考え方を変える、発想を変える。そこから障害者雇用が始まるのだと思います。
前にも書きましたが、セノーさんはまわりの人と同じように働かない、生産性がない、と前にいた作業所で居場所をなくしてぷかぷかに来ました。ぷかぷかに来ても、やっぱりあまり働きませんでした。でもぷかぷかは前にいた作業所のように排除しませんでした。どうしてか。
セノーさんは働かなくても、人を癒やす雰囲気を持っていたのです。彼がそこにいるだけで、まわりの人たちを癒やすのです。この「人を癒やす雰囲気」を「一つの価値」として認める雰囲気がぷかぷかにはありました。働くことと同じぐらいの価値です。
セノーさんは飲んでいる薬の影響もあって、しょっちゅう居眠りをします。そんなとき、それを見て、
「セノーさん、居眠りするな!」
と、たたき起こすのではなく、
「あ、また寝てるよ、セノーさん、起きなよ、給料減らされちゃうよ」
みたいないい方をします。寝てるときも、みんなを癒やす雰囲気を醸し出しているからです。それをみんな認めているから、あまり強く言いません。
お客さんもその雰囲気がよくわかっていて、セノーさんの寝ている写真をFacebookにアップするだけで、ものすごいアクセスがあります。見学に来た方がセノーさんを見つけ、
「きゃー、セノーさんがいる!」
なんて騒いだりすることもあります。セノーさんは寝ながらお客さんを増やし、収益を上げていることになります。
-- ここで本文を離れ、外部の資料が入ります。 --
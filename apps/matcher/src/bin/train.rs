//! Offline training entry point. Reads a historical matching dataset from
//! CSV (path as the first argument, `dataset.csv` by default), fits the
//! feature schema and the per-target forest ensemble, prints the metric
//! report, and writes the model bundle to `MODEL_PATH`.

use std::collections::BTreeMap;
use std::path::PathBuf;

use anyhow::{Context, Result};
use serde::Deserialize;
use tracing::info;
use tracing_subscriber::{layer::SubscriberExt, util::SubscriberInitExt};

use matcher::artifact::{self, ArtifactBundle};
use matcher::categorize::{categorize, summarize_tiers};
use matcher::config::Config;
use matcher::features::builder::FeatureBuilder;
use matcher::ml::ensemble::{ScoreModelEnsemble, SearchConfig, TargetReport};
use matcher::model::records::{ExperienceSpan, JobRecord, Pair, PredictionRow, ResumeRecord};

/// One row of the training CSV. Skills columns hold semicolon-separated
/// lists; the six score columns are optional so unscored rows can be
/// detected and dropped.
#[derive(Debug, Deserialize)]
struct TrainRow {
    #[serde(rename = "jobRole", default)]
    job_role: String,
    #[serde(rename = "jobDescription", default)]
    job_description: String,
    #[serde(rename = "jobSkills", default)]
    job_skills: String,
    #[serde(rename = "requiredExperience", default)]
    required_experience: String,
    #[serde(rename = "jobLocation", default)]
    job_location: String,
    #[serde(rename = "resumeSummary", default)]
    resume_summary: String,
    #[serde(rename = "resumeSkills", default)]
    resume_skills: String,
    #[serde(rename = "resumeExperience__startDate")]
    start_date: Option<String>,
    #[serde(rename = "resumeExperience__endDate")]
    end_date: Option<String>,
    #[serde(rename = "resumeEducation__description", default)]
    education: String,
    #[serde(rename = "resumeLocation", default)]
    resume_location: String,
    #[serde(rename = "skillsScore")]
    skills_score: Option<f64>,
    #[serde(rename = "experienceScore")]
    experience_score: Option<f64>,
    #[serde(rename = "locationScore")]
    location_score: Option<f64>,
    #[serde(rename = "roleSimilarity")]
    role_similarity: Option<f64>,
    #[serde(rename = "educationScore")]
    education_score: Option<f64>,
    #[serde(rename = "matchScore")]
    match_score: Option<f64>,
}

impl TrainRow {
    /// All six targets, or `None` if any score column is blank.
    fn targets(&self) -> Option<[f64; 6]> {
        Some([
            self.skills_score?,
            self.experience_score?,
            self.location_score?,
            self.role_similarity?,
            self.education_score?,
            self.match_score?,
        ])
    }
}

fn main() -> Result<()> {
    let config = Config::from_env()?;

    tracing_subscriber::registry()
        .with(config.log_filter())
        .with(tracing_subscriber::fmt::layer())
        .init();

    let dataset: PathBuf = std::env::args_os()
        .nth(1)
        .map(Into::into)
        .unwrap_or_else(|| PathBuf::from("dataset.csv"));
    info!("loading training data from {}", dataset.display());

    let rows = load_rows(&dataset)?;
    let (pairs, targets) = build_pairs(rows);
    info!("{} scored training pairs", pairs.len());

    info!("fitting feature schema and score models");
    let (matrix, schema) = FeatureBuilder::fit(&pairs)?;
    let (ensemble, reports) =
        ScoreModelEnsemble::fit(&matrix.rows, &targets, &matrix.cols, &SearchConfig::default())?;

    for report in &reports {
        log_report(report);
    }
    log_tier_summary(&ensemble, &pairs, &matrix.rows)?;

    artifact::save(&ArtifactBundle { ensemble, schema }, &config.model_path)?;
    Ok(())
}

fn load_rows(dataset: &std::path::Path) -> Result<Vec<TrainRow>> {
    let mut reader = csv::Reader::from_path(dataset)
        .with_context(|| format!("could not open dataset '{}'", dataset.display()))?;

    let mut rows = Vec::new();
    let mut dropped = 0usize;
    for record in reader.deserialize() {
        let row: TrainRow = record.context("malformed dataset row")?;
        if row.targets().is_some() {
            rows.push(row);
        } else {
            dropped += 1;
        }
    }
    if dropped > 0 {
        info!("dropped {dropped} rows with missing score columns");
    }
    Ok(rows)
}

/// Builds training pairs. Experience spans are aggregated per candidate
/// (keyed by professional summary) first, so every pair for a candidate
/// carries that candidate's full work history, exactly as inference does.
fn build_pairs(rows: Vec<TrainRow>) -> (Vec<Pair>, Vec<[f64; 6]>) {
    let mut spans_by_candidate: BTreeMap<String, Vec<ExperienceSpan>> = BTreeMap::new();
    for row in &rows {
        if row.start_date.is_some() || row.end_date.is_some() {
            spans_by_candidate
                .entry(row.resume_summary.clone())
                .or_default()
                .push(ExperienceSpan {
                    start: row.start_date.clone(),
                    end: row.end_date.clone(),
                });
        }
    }

    let mut pairs = Vec::with_capacity(rows.len());
    let mut targets = Vec::with_capacity(rows.len());
    for (index, row) in rows.iter().enumerate() {
        let Some(scores) = row.targets() else { continue };
        pairs.push(Pair {
            job: JobRecord {
                role: row.job_role.clone(),
                description: row.job_description.clone(),
                skills: split_skills(&row.job_skills),
                required_experience: row.required_experience.clone(),
                location: row.job_location.clone(),
            },
            resume: ResumeRecord {
                id: format!("row_{index}"),
                summary: row.resume_summary.clone(),
                skills: split_skills(&row.resume_skills),
                spans: spans_by_candidate
                    .get(&row.resume_summary)
                    .cloned()
                    .unwrap_or_default(),
                education: row.education.clone(),
                location: row.resume_location.clone(),
            },
        });
        targets.push(scores);
    }
    (pairs, targets)
}

fn split_skills(raw: &str) -> Vec<String> {
    raw.split(';')
        .map(str::trim)
        .filter(|s| !s.is_empty())
        .map(str::to_string)
        .collect()
}

fn log_report(report: &TargetReport) {
    info!(
        "{}: MAE {:.2} | RMSE {:.2} | R2 {:.2} | MAPE {:.2}% | CV R2 {:.2} (+/- {:.2})",
        report.target, report.mae, report.rmse, report.r2, report.mape,
        report.cv_r2_mean, report.cv_r2_std
    );
    for (name, weight) in report.feature_importance.iter().take(5) {
        info!("  {name}: {weight:.4}");
    }
}

/// Scores the training pairs with the freshly fitted ensemble and prints
/// the tier distribution of predicted match scores.
fn log_tier_summary(
    ensemble: &ScoreModelEnsemble,
    pairs: &[Pair],
    x: &[Vec<f64>],
) -> Result<()> {
    let predictions = ensemble.predict(x)?;
    let prediction_rows: Vec<PredictionRow> = pairs
        .iter()
        .enumerate()
        .map(|(i, pair)| {
            let score = |target: &str| predictions[target][i];
            let match_score = score("matchScore");
            let tier = categorize(match_score);
            PredictionRow {
                id: pair.resume.id.clone(),
                skills_score: score("skillsScore"),
                experience_score: score("experienceScore"),
                location_score: score("locationScore"),
                role_similarity: score("roleSimilarity"),
                education_score: score("educationScore"),
                match_score,
                match_category: tier,
                cluster: tier,
            }
        })
        .collect();

    for summary in summarize_tiers(&prediction_rows) {
        info!(
            "tier {} ({}): {} candidates | avg match {:.1} | {:.1}% high match",
            summary.tier,
            summary.label,
            summary.size,
            summary.avg_match_score,
            summary.high_match_percentage
        );
    }
    Ok(())
}
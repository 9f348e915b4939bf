//! Artifact persistence — the fitted ensemble and frozen feature schema
//! travel together as one opaque bincode bundle.
//!
//! Writes go to a sibling temp file first and are renamed into place, so a
//! crashed training run never leaves a half-written bundle behind.

use std::fs;
use std::path::Path;

use serde::{Deserialize, Serialize};
use tracing::info;

use crate::errors::PipelineError;
use crate::features::schema::FeatureSchema;
use crate::ml::ensemble::ScoreModelEnsemble;

/// Everything inference needs, produced once by training.
#[derive(Debug, Clone, Serialize, Deserialize)]
pub struct ArtifactBundle {
    pub ensemble: ScoreModelEnsemble,
    pub schema: FeatureSchema,
}

pub fn save(bundle: &ArtifactBundle, path: &Path) -> Result<(), PipelineError> {
    let bytes = bincode::serialize(bundle)
        .map_err(|e| PipelineError::Serialization(format!("failed to encode bundle: {e}")))?;

    let tmp_path = path.with_extension("tmp");
    fs::write(&tmp_path, &bytes).map_err(|e| {
        PipelineError::Artifact(format!("failed to write '{}': {e}", tmp_path.display()))
    })?;
    fs::rename(&tmp_path, path).map_err(|e| {
        PipelineError::Artifact(format!("failed to move bundle into '{}': {e}", path.display()))
    })?;

    info!(
        "saved model bundle to '{}' ({} bytes)",
        path.display(),
        bytes.len()
    );
    Ok(())
}

pub fn load(path: &Path) -> Result<ArtifactBundle, PipelineError> {
    let bytes = fs::read(path).map_err(|e| {
        PipelineError::Artifact(format!("model bundle '{}' unreadable: {e}", path.display()))
    })?;
    bincode::deserialize(&bytes).map_err(|e| {
        PipelineError::Artifact(format!("model bundle '{}' undecodable: {e}", path.display()))
    })
}

#[cfg(test)]
mod tests {
    use super::*;
    use crate::features::builder::FeatureBuilder;
    use crate::ml::ensemble::{ParamGrid, SearchConfig};
    use crate::ml::forest::FeatureSubsample;
    use crate::model::records::{ExperienceSpan, JobRecord, Pair, ResumeRecord};

    fn train_tiny_bundle() -> (ArtifactBundle, Vec<Pair>) {
        let mut pairs = Vec::new();
        let mut targets = Vec::new();
        for i in 0..12 {
            let matched = i % 2 == 0;
            let job = JobRecord {
                role: "Backend Engineer".to_string(),
                description: "python sql backend services".to_string(),
                skills: vec!["python".to_string(), "sql".to_string()],
                required_experience: "3-5".to_string(),
                location: "remote".to_string(),
            };
            let resume = ResumeRecord {
                id: format!("r{i}"),
                summary: if matched {
                    "backend python developer".to_string()
                } else {
                    "florist and gardener".to_string()
                },
                skills: if matched {
                    vec!["python".to_string()]
                } else {
                    vec!["gardening".to_string()]
                },
                spans: vec![ExperienceSpan {
                    start: Some("01/2019".to_string()),
                    end: Some("01/2023".to_string()),
                }],
                education: "computer science".to_string(),
                location: "Berlin, Germany".to_string(),
            };
            pairs.push(Pair { job, resume });
            targets.push(if matched { [80.0; 6] } else { [15.0; 6] });
        }

        let (matrix, schema) = FeatureBuilder::fit(&pairs).unwrap();
        let config = SearchConfig {
            n_iter: 1,
            cv_folds: 2,
            report_cv_folds: 2,
            grid: ParamGrid {
                n_trees: vec![10],
                max_depth: vec![None],
                min_samples_split: vec![2],
                min_samples_leaf: vec![1],
                max_features: vec![FeatureSubsample::All],
            },
            ..Default::default()
        };
        let (ensemble, _) =
            crate::ml::ensemble::ScoreModelEnsemble::fit(&matrix.rows, &targets, &matrix.cols, &config)
                .unwrap();
        (ArtifactBundle { ensemble, schema }, pairs)
    }

    #[test]
    fn test_round_trip_preserves_schema_and_predictions() {
        let (bundle, pairs) = train_tiny_bundle();
        let dir = tempfile::tempdir().unwrap();
        let path = dir.path().join("model.bin");

        save(&bundle, &path).unwrap();
        let loaded = load(&path).unwrap();

        assert_eq!(loaded.schema.feature_cols, bundle.schema.feature_cols);
        assert_eq!(loaded.schema.skills, bundle.schema.skills);
        assert_eq!(loaded.schema.keywords, bundle.schema.keywords);

        let matrix = FeatureBuilder::replay(&pairs, &loaded.schema).unwrap();
        let before = bundle.ensemble.predict(&matrix.rows).unwrap();
        let after = loaded.ensemble.predict(&matrix.rows).unwrap();
        assert_eq!(before, after);
    }

    #[test]
    fn test_missing_bundle_is_artifact_error() {
        let err = load(Path::new("/nonexistent/model.bin")).unwrap_err();
        assert!(matches!(err, PipelineError::Artifact(_)));
    }

    #[test]
    fn test_corrupt_bundle_is_artifact_error() {
        let dir = tempfile::tempdir().unwrap();
        let path = dir.path().join("model.bin");
        std::fs::write(&path, b"definitely not bincode").unwrap();
        let err = load(&path).unwrap_err();
        assert!(matches!(err, PipelineError::Artifact(_)));
    }

    #[test]
    fn test_save_leaves_no_temp_file() {
        let (bundle, _) = train_tiny_bundle();
        let dir = tempfile::tempdir().unwrap();
        let path = dir.path().join("model.bin");
        save(&bundle, &path).unwrap();
        assert!(path.exists());
        assert!(!path.with_extension("tmp").exists());
    }
}
//! The frozen feature schema — produced once at the end of training,
//! read-only for every inference call afterwards.
//!
//! Replay feature columns must equal training feature columns, by name and
//! order, every time. Everything needed to guarantee that lives here: the
//! skill vocabulary, the final column list, both fitted text scorers, the
//! fitted mean imputer, and the mined keyword set.

use std::collections::BTreeSet;

use serde::{Deserialize, Serialize};

use crate::errors::PipelineError;
use crate::features::text::TfidfScorer;

/// Frozen feature-engineering state shared between training and replay.
#[derive(Debug, Clone, Default, Serialize, Deserialize)]
pub struct FeatureSchema {
    /// Union of every skill seen across job and résumé fields during
    /// training, sorted and deduplicated. The sorted order is the stable
    /// enumeration the skill-indicator columns are keyed by.
    pub skills: Vec<String>,
    /// Canonical feature column names, in the exact order captured at
    /// training time.
    pub feature_cols: Vec<String>,
    /// Role/description vs résumé-summary similarity, fit on job texts.
    pub role_scorer: TfidfScorer,
    /// Job-role vs education-description similarity, fit on the union of
    /// job-role and résumé-education texts.
    pub edu_scorer: TfidfScorer,
    /// Per-column mean fill values, in `feature_cols` order.
    pub imputer: MeanImputer,
    /// Top-frequency terms mined from training job text (length > 3).
    pub keywords: BTreeSet<String>,
}

/// Per-column mean imputer. `fit` learns the fill values once; `apply`
/// replays them against any later matrix with the same column count.
#[derive(Debug, Clone, Default, Serialize, Deserialize)]
pub struct MeanImputer {
    means: Vec<f64>,
}

impl MeanImputer {
    /// Learns per-column means over finite values. A column with no finite
    /// values gets a fill value of 0.
    pub fn fit(rows: &[Vec<f64>], n_cols: usize) -> Self {
        let mut means = vec![0.0; n_cols];
        for (col, mean) in means.iter_mut().enumerate() {
            let mut sum = 0.0;
            let mut count = 0usize;
            for row in rows {
                let value = row[col];
                if value.is_finite() {
                    sum += value;
                    count += 1;
                }
            }
            if count > 0 {
                *mean = sum / count as f64;
            }
        }
        MeanImputer { means }
    }

    pub fn n_cols(&self) -> usize {
        self.means.len()
    }

    /// Replaces every non-finite entry with the frozen column mean.
    /// A column-count mismatch is a schema error, not a data error.
    pub fn apply(&self, rows: &mut [Vec<f64>]) -> Result<(), PipelineError> {
        for row in rows.iter_mut() {
            if row.len() != self.means.len() {
                return Err(PipelineError::Schema(format!(
                    "imputer fitted on {} columns, row has {}",
                    self.means.len(),
                    row.len()
                )));
            }
            for (col, value) in row.iter_mut().enumerate() {
                if !value.is_finite() {
                    *value = self.means[col];
                }
            }
        }
        Ok(())
    }
}

#[cfg(test)]
mod tests {
    use super::*;

    #[test]
    fn test_fit_records_column_means() {
        let rows = vec![vec![1.0, 10.0], vec![3.0, 30.0]];
        let imputer = MeanImputer::fit(&rows, 2);
        let mut batch = vec![vec![f64::NAN, f64::NAN]];
        imputer.apply(&mut batch).unwrap();
        assert_eq!(batch[0], vec![2.0, 20.0]);
    }

    #[test]
    fn test_apply_uses_frozen_training_mean_not_batch_mean() {
        let imputer = MeanImputer::fit(&[vec![4.0], vec![6.0]], 1);
        let mut batch = vec![vec![100.0], vec![f64::NAN]];
        imputer.apply(&mut batch).unwrap();
        assert_eq!(batch[1][0], 5.0);
    }

    #[test]
    fn test_all_missing_column_fills_zero() {
        let imputer = MeanImputer::fit(&[vec![f64::NAN], vec![f64::NAN]], 1);
        let mut batch = vec![vec![f64::NAN]];
        imputer.apply(&mut batch).unwrap();
        assert_eq!(batch[0][0], 0.0);
    }

    #[test]
    fn test_column_count_mismatch_is_schema_error() {
        let imputer = MeanImputer::fit(&[vec![1.0, 2.0]], 2);
        let mut batch = vec![vec![1.0]];
        let err = imputer.apply(&mut batch).unwrap_err();
        assert!(matches!(err, PipelineError::Schema(_)));
    }

    #[test]
    fn test_finite_values_left_untouched() {
        let imputer = MeanImputer::fit(&[vec![1.0], vec![3.0]], 1);
        let mut batch = vec![vec![7.5]];
        imputer.apply(&mut batch).unwrap();
        assert_eq!(batch[0][0], 7.5);
    }

    #[test]
    fn test_schema_serde_round_trip_preserves_state() {
        let schema = FeatureSchema {
            skills: vec!["python".to_string(), "sql".to_string()],
            feature_cols: vec!["job_has_python".to_string()],
            imputer: MeanImputer::fit(&[vec![2.0]], 1),
            ..Default::default()
        };
        let bytes = bincode::serialize(&schema).unwrap();
        let back: FeatureSchema = bincode::deserialize(&bytes).unwrap();
        assert_eq!(back.skills, schema.skills);
        assert_eq!(back.feature_cols, schema.feature_cols);
        assert_eq!(back.imputer.n_cols(), 1);
    }
}
pub mod builder;
pub mod dates;
pub mod schema;
pub mod text;
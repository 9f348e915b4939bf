//! Cluster analyzer — an incremental clustering pass run purely for
//! diagnostics.
//!
//! Features are standardized, absorbed one row at a time into CF
//! subclusters (nearest-centroid within a radius threshold, else a new
//! subcluster), and the subcluster centroids are then agglomerated down to
//! a fixed cluster count. The labels are never surfaced to the caller: the
//! response's `cluster` field always mirrors the threshold tier. What is
//! observable is whether the pass executed, so failures here are caught
//! and reported as a flag, never as a pipeline abort.

use serde::{Deserialize, Serialize};
use tracing::warn;

use crate::errors::PipelineError;

#[derive(Debug, Clone, Serialize, Deserialize)]
pub struct ClusterConfig {
    pub n_clusters: usize,
    /// Maximum standardized distance at which a point is absorbed into an
    /// existing subcluster.
    pub radius: f64,
}

impl Default for ClusterConfig {
    fn default() -> Self {
        ClusterConfig {
            n_clusters: 3,
            radius: 0.5,
        }
    }
}

/// One clustering feature (CF) entry: running count and per-column sum,
/// enough to maintain a centroid incrementally.
#[derive(Debug, Clone)]
struct Subcluster {
    count: usize,
    sums: Vec<f64>,
}

impl Subcluster {
    fn new(point: &[f64]) -> Self {
        Subcluster {
            count: 1,
            sums: point.to_vec(),
        }
    }

    fn centroid(&self) -> Vec<f64> {
        self.sums.iter().map(|s| s / self.count as f64).collect()
    }

    fn absorb(&mut self, point: &[f64]) {
        self.count += 1;
        for (sum, value) in self.sums.iter_mut().zip(point) {
            *sum += value;
        }
    }

    fn merge(&mut self, other: &Subcluster) {
        self.count += other.count;
        for (sum, value) in self.sums.iter_mut().zip(&other.sums) {
            *sum += value;
        }
    }
}

/// Runs the diagnostic clustering over a feature matrix and returns one
/// label per row. Degenerate input (no rows or no columns) is an error the
/// driver converts into `executed = false`.
pub fn cluster(rows: &[Vec<f64>], config: &ClusterConfig) -> Result<Vec<usize>, PipelineError> {
    if rows.is_empty() {
        return Err(PipelineError::Diagnostic(
            "cannot cluster an empty batch".to_string(),
        ));
    }
    let n_cols = rows[0].len();
    if n_cols == 0 {
        return Err(PipelineError::Diagnostic(
            "cannot cluster zero-width rows".to_string(),
        ));
    }
    if rows.iter().any(|r| r.len() != n_cols) {
        return Err(PipelineError::Diagnostic(
            "ragged feature matrix".to_string(),
        ));
    }

    let standardized = standardize(rows, n_cols);

    // Incremental pass: absorb each point into the nearest subcluster
    // within the radius, else open a new one.
    let mut subclusters: Vec<Subcluster> = Vec::new();
    let mut memberships: Vec<usize> = Vec::with_capacity(standardized.len());
    for point in &standardized {
        let nearest = subclusters
            .iter()
            .enumerate()
            .map(|(i, sc)| (i, distance(&sc.centroid(), point)))
            .min_by(|a, b| a.1.partial_cmp(&b.1).unwrap_or(std::cmp::Ordering::Equal));
        match nearest {
            Some((index, dist)) if dist <= config.radius => {
                subclusters[index].absorb(point);
                memberships.push(index);
            }
            _ => {
                subclusters.push(Subcluster::new(point));
                memberships.push(subclusters.len() - 1);
            }
        }
    }

    // Global step: agglomerate subcluster centroids down to n_clusters.
    let mut groups: Vec<Vec<usize>> = (0..subclusters.len()).map(|i| vec![i]).collect();
    let mut merged: Vec<Subcluster> = subclusters.clone();
    while groups.len() > config.n_clusters.max(1) {
        let mut best: Option<(usize, usize, f64)> = None;
        for a in 0..merged.len() {
            for b in (a + 1)..merged.len() {
                let dist = distance(&merged[a].centroid(), &merged[b].centroid());
                if best.map_or(true, |(_, _, d)| dist < d) {
                    best = Some((a, b, dist));
                }
            }
        }
        let Some((a, b, _)) = best else { break };
        let absorbed_group = groups.remove(b);
        let absorbed = merged.remove(b);
        merged[a].merge(&absorbed);
        groups[a].extend(absorbed_group);
    }

    let mut final_label = vec![0usize; subclusters.len()];
    for (label, group) in groups.iter().enumerate() {
        for &subcluster_index in group {
            final_label[subcluster_index] = label;
        }
    }

    Ok(memberships
        .into_iter()
        .map(|membership| final_label[membership])
        .collect())
}

/// Per-column standardization; a zero-variance column maps to all zeros.
fn standardize(rows: &[Vec<f64>], n_cols: usize) -> Vec<Vec<f64>> {
    let n = rows.len() as f64;
    let mut means = vec![0.0; n_cols];
    for row in rows {
        for (mean, value) in means.iter_mut().zip(row) {
            *mean += value / n;
        }
    }
    let mut stds = vec![0.0; n_cols];
    for row in rows {
        for ((std, value), mean) in stds.iter_mut().zip(row).zip(&means) {
            *std += (value - mean) * (value - mean) / n;
        }
    }
    for std in &mut stds {
        *std = std.sqrt();
    }

    rows.iter()
        .map(|row| {
            row.iter()
                .enumerate()
                .map(|(col, value)| {
                    if stds[col] > 0.0 {
                        (value - means[col]) / stds[col]
                    } else {
                        0.0
                    }
                })
                .map(|v| if v.is_finite() { v } else { 0.0 })
                .collect()
        })
        .collect()
}

fn distance(a: &[f64], b: &[f64]) -> f64 {
    a.iter()
        .zip(b)
        .map(|(x, y)| (x - y) * (x - y))
        .sum::<f64>()
        .sqrt()
}

/// Side-channel wrapper used by the driver: always returns an `executed`
/// flag instead of an error.
pub fn run_diagnostic(rows: &[Vec<f64>], config: &ClusterConfig) -> bool {
    match cluster(rows, config) {
        Ok(labels) => {
            let distinct: std::collections::BTreeSet<usize> = labels.iter().copied().collect();
            tracing::debug!(
                "diagnostic clustering produced {} clusters over {} rows",
                distinct.len(),
                labels.len()
            );
            true
        }
        Err(err) => {
            warn!("diagnostic clustering failed: {err}");
            false
        }
    }
}

#[cfg(test)]
mod tests {
    use super::*;

    fn blobs() -> Vec<Vec<f64>> {
        let mut rows = Vec::new();
        for i in 0..5 {
            let jitter = i as f64 * 0.01;
            rows.push(vec![0.0 + jitter, 0.0]);
            rows.push(vec![10.0 + jitter, 10.0]);
            rows.push(vec![-10.0 - jitter, 10.0]);
        }
        rows
    }

    #[test]
    fn test_one_label_per_row() {
        let rows = blobs();
        let labels = cluster(&rows, &ClusterConfig::default()).unwrap();
        assert_eq!(labels.len(), rows.len());
    }

    #[test]
    fn test_at_most_n_clusters() {
        let labels = cluster(&blobs(), &ClusterConfig::default()).unwrap();
        let distinct: std::collections::BTreeSet<usize> = labels.iter().copied().collect();
        assert!(distinct.len() <= 3);
    }

    #[test]
    fn test_separated_blobs_get_distinct_labels() {
        let rows = blobs();
        let labels = cluster(&rows, &ClusterConfig::default()).unwrap();
        // rows 0/1/2 come from three different blobs
        assert_ne!(labels[0], labels[1]);
        assert_ne!(labels[1], labels[2]);
        assert_ne!(labels[0], labels[2]);
    }

    #[test]
    fn test_empty_input_is_diagnostic_error() {
        let err = cluster(&[], &ClusterConfig::default()).unwrap_err();
        assert!(matches!(err, PipelineError::Diagnostic(_)));
    }

    #[test]
    fn test_zero_width_rows_are_diagnostic_error() {
        let err = cluster(&[vec![], vec![]], &ClusterConfig::default()).unwrap_err();
        assert!(matches!(err, PipelineError::Diagnostic(_)));
    }

    #[test]
    fn test_identical_rows_do_not_panic() {
        let rows = vec![vec![1.0, 2.0]; 4];
        let labels = cluster(&rows, &ClusterConfig::default()).unwrap();
        assert!(labels.iter().all(|&l| l == labels[0]));
    }

    #[test]
    fn test_fewer_rows_than_clusters() {
        let rows = vec![vec![1.0], vec![2.0]];
        let labels = cluster(&rows, &ClusterConfig::default()).unwrap();
        assert_eq!(labels.len(), 2);
    }

    #[test]
    fn test_run_diagnostic_flags() {
        assert!(run_diagnostic(&blobs(), &ClusterConfig::default()));
        assert!(!run_diagnostic(&[], &ClusterConfig::default()));
    }
}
働くことだけでなく、「人を癒やす雰囲気」も働くことと同じくらい価値あるものとしてみていく、というのは発想の転換です。
そうすることで、ぷかぷかの働く環境がすごくよくなったと思います。いつも楽しい雰囲気で、みんなの笑顔が絶えません。結果的には生産性がそのことでアップしているのかも知れません。でも、それはあくまで結果であって、生産性のアップを目標にして「人を癒やす雰囲気」を大事にしたわけではありません。
こういったことはもちろん生産性をそれほど重視しない福祉事業所だからできた、とも言えます。でも、生産性がいつも問われる企業の現場であっても、「人を癒やす雰囲気」は大事だと思います。心を癒やすような音楽が流れているとか、柔らかい光で満たされているとかは職場環境を考える上でとても大事な要素だと思います。職場環境は生産性に大きく影響します。
そこを大事にしようと考えている企業なら、生産性はいまいちだけれど、人を癒やす雰囲気を作ることに関しては誰にも負けない障がいのある人も働くことができます。その人がいることで職場の雰囲気がやわらかくなります。その人がいることで、たくさんの笑顔が生まれます。楽しくなります。
今まであれができない、これができないとマイナス面ばかり考えていた障がいのある人が、実はこんなすてきな人だったんだ、っていう発見があります。その発見はみんなの心を豊かにします。企業そのものを豊かにします。
考え方を変える、発想を変える、というのはそういうことです。そうすれば今までにない、障がいのある人との新しい物語が始まります。